A fim de fazer com que as pessoas compreendessem a verdade para a qual havia despertado e se libertassem dos sofrimentos do nascimento, velhice, doença e morte da mesma forma que ele próprio conseguira, Sakyamuni valia-se de parábolas e procurava fazê-las refletir por meio da própria vivência ou de experiências. Esse foi o caso de uma mãe que ele encontrou em Shravasti e que vagava pelas ruas carregando o filho morto nos braços. A mulher suplicou-lhe desesperadamente que lhe desse um remédio para salvar o filho. Seus olhos estavam vermelhos e emitiam um brilho estranho. Sakyamuni logo compreendeu a situação e disse: "Está bem. Vou preparar esse remédio. Vá até a cidade e traga-me algumas sementes de papoula." Isso despertou a esperança no coração da pobre mãe. Porém, ele complementou: "Contudo, a senhora deve obter as sementes de papoula de uma casa onde nunca houve mortes na família." Imediatamente, a mulher foi para a cidade e, de casa em casa, procurou pelas sementes de papoula. Em algumas, ela até as encontrou, porém não havia uma família sequer que não tivesse perdido algum ente querido. Com isso, a mulher percebeu a transitoriedade da vida e descobriu que não era a única a sofrer com a perda do filho. Ela então se tornou uma seguidora de Sakyamuni, admirada por todos como uma pessoa muito nobre. Esse exemplo expressa o propósito fundamental do budismo: remover os sofrimentos das pessoas e oferecer-lhes alegria para viver.

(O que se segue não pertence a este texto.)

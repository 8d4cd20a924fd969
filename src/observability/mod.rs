//! Observability
//!
//! In-process metrics with Prometheus text export.

pub mod metrics;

Muitos podem se perguntar: por que são exatamente quatro se há inúmeros outros sofrimentos na vida?  Há também os chamados "oito sofrimentos", que são oito tipos de sofrimentos universais mencionados no Sutra do Nirvana e em outros escritos. São os quatro sofrimentos de nascimento, velhice, doença e morte adicionados a mais outros quatro: ter de separar-se daqueles a quem ama, ter de encontrar aqueles a quem odeia, ser incapaz de obter aquilo que deseja e o sofrimento derivado dos cinco componentes3 que formam o corpo e a mente de uma pessoa.

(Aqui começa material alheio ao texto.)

//! Line-oriented rewriter.
//!
//! Each line is classified with a cheap textual pattern, never parsed. Two
//! independent transforms run in one forward pass: list-literal assignments
//! are routed through the tracked container constructor, and block-opening
//! lines get an operation-counter increment as the first statement of their
//! body. Anything the patterns do not recognise passes through untouched.

use crate::instrument::indent::resolve_body_indent;
use crate::runtime::prelude::{ops_increment_statement, tracker_init_line, TRACKED_LIST_TYPE};
use serde::{Deserialize, Serialize};
use sha2::{Digest, Sha256};

/// Keywords that open a countable region.
#[derive(Clone, Copy, Debug, PartialEq, Eq, Serialize, Deserialize)]
pub enum BlockKeyword {
    For,
    While,
    Def,
}

impl BlockKeyword {
    const ALL: [BlockKeyword; 3] = [BlockKeyword::For, BlockKeyword::While, BlockKeyword::Def];

    pub fn as_str(self) -> &'static str {
        match self {
            BlockKeyword::For => "for",
            BlockKeyword::While => "while",
            BlockKeyword::Def => "def",
        }
    }
}

/// Classification of a single source line.
#[derive(Clone, Copy, Debug, PartialEq, Eq)]
pub enum LineKind {
    BlockOpener(BlockKeyword),
    Plain,
}

fn is_word_char(c: char) -> bool {
    c.is_ascii_alphanumeric() || c == '_'
}

fn is_line_terminator(c: char) -> bool {
    matches!(c, '\n' | '\r' | '\u{2028}' | '\u{2029}')
}

/// Classify `line`: a block opener starts (after indentation) with `for`,
/// `while` or `def` as a whole word and has a `:` somewhere after it.
pub fn classify_line(line: &str) -> LineKind {
    let stripped = line.trim_start();
    for keyword in BlockKeyword::ALL {
        let Some(rest) = stripped.strip_prefix(keyword.as_str()) else {
            continue;
        };
        let at_boundary = rest.chars().next().map_or(true, |c| !is_word_char(c));
        let before_break = rest.split(is_line_terminator).next().unwrap_or("");
        if at_boundary && before_break.contains(':') {
            return LineKind::BlockOpener(keyword);
        }
    }
    LineKind::Plain
}

/// Byte offset of the `]` that closes the `[` at `open`, skipping string
/// literals. `None` when the literal is not closed on this line or the
/// brackets do not pair up.
fn matching_bracket(line: &str, open: usize) -> Option<usize> {
    let mut depth = 0usize;
    let mut quote: Option<char> = None;
    let mut escaped = false;

    for (i, c) in line[open..].char_indices() {
        if let Some(q) = quote {
            if escaped {
                escaped = false;
            } else if c == '\\' {
                escaped = true;
            } else if c == q {
                quote = None;
            }
            continue;
        }
        match c {
            '\'' | '"' => quote = Some(c),
            '#' => return None,
            '[' | '(' | '{' => depth += 1,
            ']' | ')' | '}' => {
                depth = depth.checked_sub(1)?;
                if depth == 0 {
                    return (c == ']').then_some(open + i);
                }
            }
            c if is_line_terminator(c) => return None,
            _ => {}
        }
    }
    None
}

/// Rewrite each top-level `target = [elements]` in `line` to
/// `target = TrackedList([elements])`, elements verbatim. Only a plain
/// assignment outside any bracket qualifies: comparisons, keyword arguments,
/// tuple unpacking and literals not closed on this line pass through.
/// Returns the new line and the number of substitutions.
pub fn substitute_list_literals(line: &str) -> (String, usize) {
    let mut out = String::with_capacity(line.len() + 16);
    let mut cursor = 0;
    let mut replaced = 0;

    let mut depth = 0usize;
    let mut quote: Option<char> = None;
    let mut escaped = false;
    let mut unpacking = false;
    let mut prev: Option<char> = None;
    let mut chars = line.char_indices().peekable();

    while let Some((i, c)) = chars.next() {
        if let Some(q) = quote {
            if escaped {
                escaped = false;
            } else if c == '\\' {
                escaped = true;
            } else if c == q {
                quote = None;
            }
            prev = Some(c);
            continue;
        }
        match c {
            '\'' | '"' => quote = Some(c),
            '#' => break,
            '(' | '[' | '{' => depth += 1,
            ')' | ']' | '}' => depth = depth.saturating_sub(1),
            ',' if depth == 0 => unpacking = true,
            ';' if depth == 0 => unpacking = false,
            '=' if depth == 0 && !unpacking => {
                let next = chars.peek().map(|&(_, n)| n);
                let is_operator =
                    matches!(prev, Some('=' | '!' | '<' | '>' | ':')) || next == Some('=');
                let after = &line[i + 1..];
                let open = i + 1 + (after.len() - after.trim_start().len());
                let close = if is_operator || !line[open..].starts_with('[') {
                    None
                } else {
                    matching_bracket(line, open)
                };
                if let Some(close) = close {
                    out.push_str(&line[cursor..i]);
                    out.push_str("= ");
                    out.push_str(TRACKED_LIST_TYPE);
                    out.push('(');
                    out.push_str(&line[open..=close]);
                    out.push(')');
                    cursor = close + 1;
                    replaced += 1;
                    while chars.peek().map_or(false, |&(j, _)| j <= close) {
                        chars.next();
                    }
                    prev = Some(']');
                    continue;
                }
            }
            _ => {}
        }
        prev = Some(c);
    }

    if replaced == 0 {
        return (line.to_string(), 0);
    }
    out.push_str(&line[cursor..]);
    (out, replaced)
}

/// Rewriter output: preamble followed by the rewritten user lines.
#[derive(Clone, Debug, PartialEq, Eq, Serialize, Deserialize)]
pub struct InstrumentedScript {
    lines: Vec<String>,
    preamble_len: usize,
    original_lines: usize,
    injected_counters: usize,
    tracked_literals: usize,
}

impl InstrumentedScript {
    pub fn lines(&self) -> &[String] {
        &self.lines
    }

    pub fn len(&self) -> usize {
        self.lines.len()
    }

    pub fn is_empty(&self) -> bool {
        self.lines.is_empty()
    }

    pub fn preamble_len(&self) -> usize {
        self.preamble_len
    }

    pub fn original_lines(&self) -> usize {
        self.original_lines
    }

    /// Number of counter increments inserted (one per block-opening line).
    pub fn injected_counters(&self) -> usize {
        self.injected_counters
    }

    /// Number of list literals routed through the tracked container.
    pub fn tracked_literals(&self) -> usize {
        self.tracked_literals
    }

    /// Script text, lines joined with `\n`.
    pub fn text(&self) -> String {
        self.lines.join("\n")
    }

    /// Hex SHA-256 of [`Self::text`].
    pub fn fingerprint(&self) -> String {
        let mut hasher = Sha256::new();
        hasher.update(self.text().as_bytes());
        format!("{:x}", hasher.finalize())
    }
}

impl std::fmt::Display for InstrumentedScript {
    fn fmt(&self, f: &mut std::fmt::Formatter<'_>) -> std::fmt::Result {
        f.write_str(&self.text())
    }
}

/// Line rewriter configured with the fallback indent unit.
#[derive(Clone, Debug)]
pub struct LineRewriter {
    indent_unit: String,
}

impl Default for LineRewriter {
    fn default() -> Self {
        Self::new("    ")
    }
}

impl LineRewriter {
    pub fn new(indent_unit: impl Into<String>) -> Self {
        Self {
            indent_unit: indent_unit.into(),
        }
    }

    /// Rewrite `source`. Never fails.
    pub fn rewrite(&self, source: &str) -> InstrumentedScript {
        let lines: Vec<&str> = source.split('\n').collect();
        let counter = ops_increment_statement();

        let mut out = Vec::with_capacity(lines.len() + 8);
        out.push(tracker_init_line());
        let preamble_len = out.len();

        let mut injected_counters = 0;
        let mut tracked_literals = 0;

        for (index, line) in lines.iter().enumerate() {
            let (rewritten, replaced) = substitute_list_literals(line);
            tracked_literals += replaced;
            out.push(rewritten);

            if let LineKind::BlockOpener(keyword) = classify_line(line) {
                let indent = resolve_body_indent(&lines, index, &self.indent_unit);
                log::trace!("line {}: counting `{}` block", index + 1, keyword.as_str());
                out.push(format!("{indent}{counter}"));
                injected_counters += 1;
            }
        }

        log::debug!(
            "instrumented {} lines: {} counters, {} tracked literals",
            lines.len(),
            injected_counters,
            tracked_literals
        );

        InstrumentedScript {
            lines: out,
            preamble_len,
            original_lines: lines.len(),
            injected_counters,
            tracked_literals,
        }
    }
}

/// Rewrite with the default four-space indent unit.
pub fn instrument(source: &str) -> InstrumentedScript {
    LineRewriter::default().rewrite(source)
}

Na realidade, quatro não é um número exato ou fechado. Os quatro sofrimentos sintetizam ou representam todos os demais sofrimentos da vida, pois a cada um deles — nascimento, velhice, doença e morte — estão vinculados inúmeros outros. Visto que os sofrimentos fazem parte da vida e sempre irão existir, o que então pode ser feito a respeito? A chave está em saber transformá-los. E este é justamente o propósito da fé. A prática do Budismo de Nitiren Daishonin possibilita às pessoas triunfarem sobre as ilusões e sofrimentos do nascimento e da morte e estabelecer um estado de vida interior inabalável. Para isso, Daishonin deixou um meio concreto: revelando a Lei do Nam-myoho-rengue-kyo e inscrevendo o Gohonzon, o objeto de devoção da fé budista. Em seu escrito "Sobre atingir o estado de Buda nesta existência", Daishonin diz: "Se o senhor deseja livrar-se dos sofrimentos do nascimento e da morte que tem suportado desde o tempo sem início e atingir infalivelmente a suprema iluminação nesta existência, deve despertar para a verdade mística que sempre existiu inerentemente em todos os seres vivos. Essa verdade é Myoho-rengue-kyo. Recitar Myoho-rengue-kyo o possibilitará compreender a verdade mística inata em toda vida."  A Lei Mística é, portanto, a fonte inesgotável de esperança, força e coragem para enfrentar a realidade, por pior que seja, e transformar qualquer situação em oportunidade para o crescimento. Por meio da recitação do Nam-myoho-rengue-kyo as pessoas podem transformar os quatro sofrimentos de nascimento, velhice, doença e morte nas quatro virtudes de eternidade, felicidade, verdadeira identidade e pureza, que caracterizam o estado de Buda.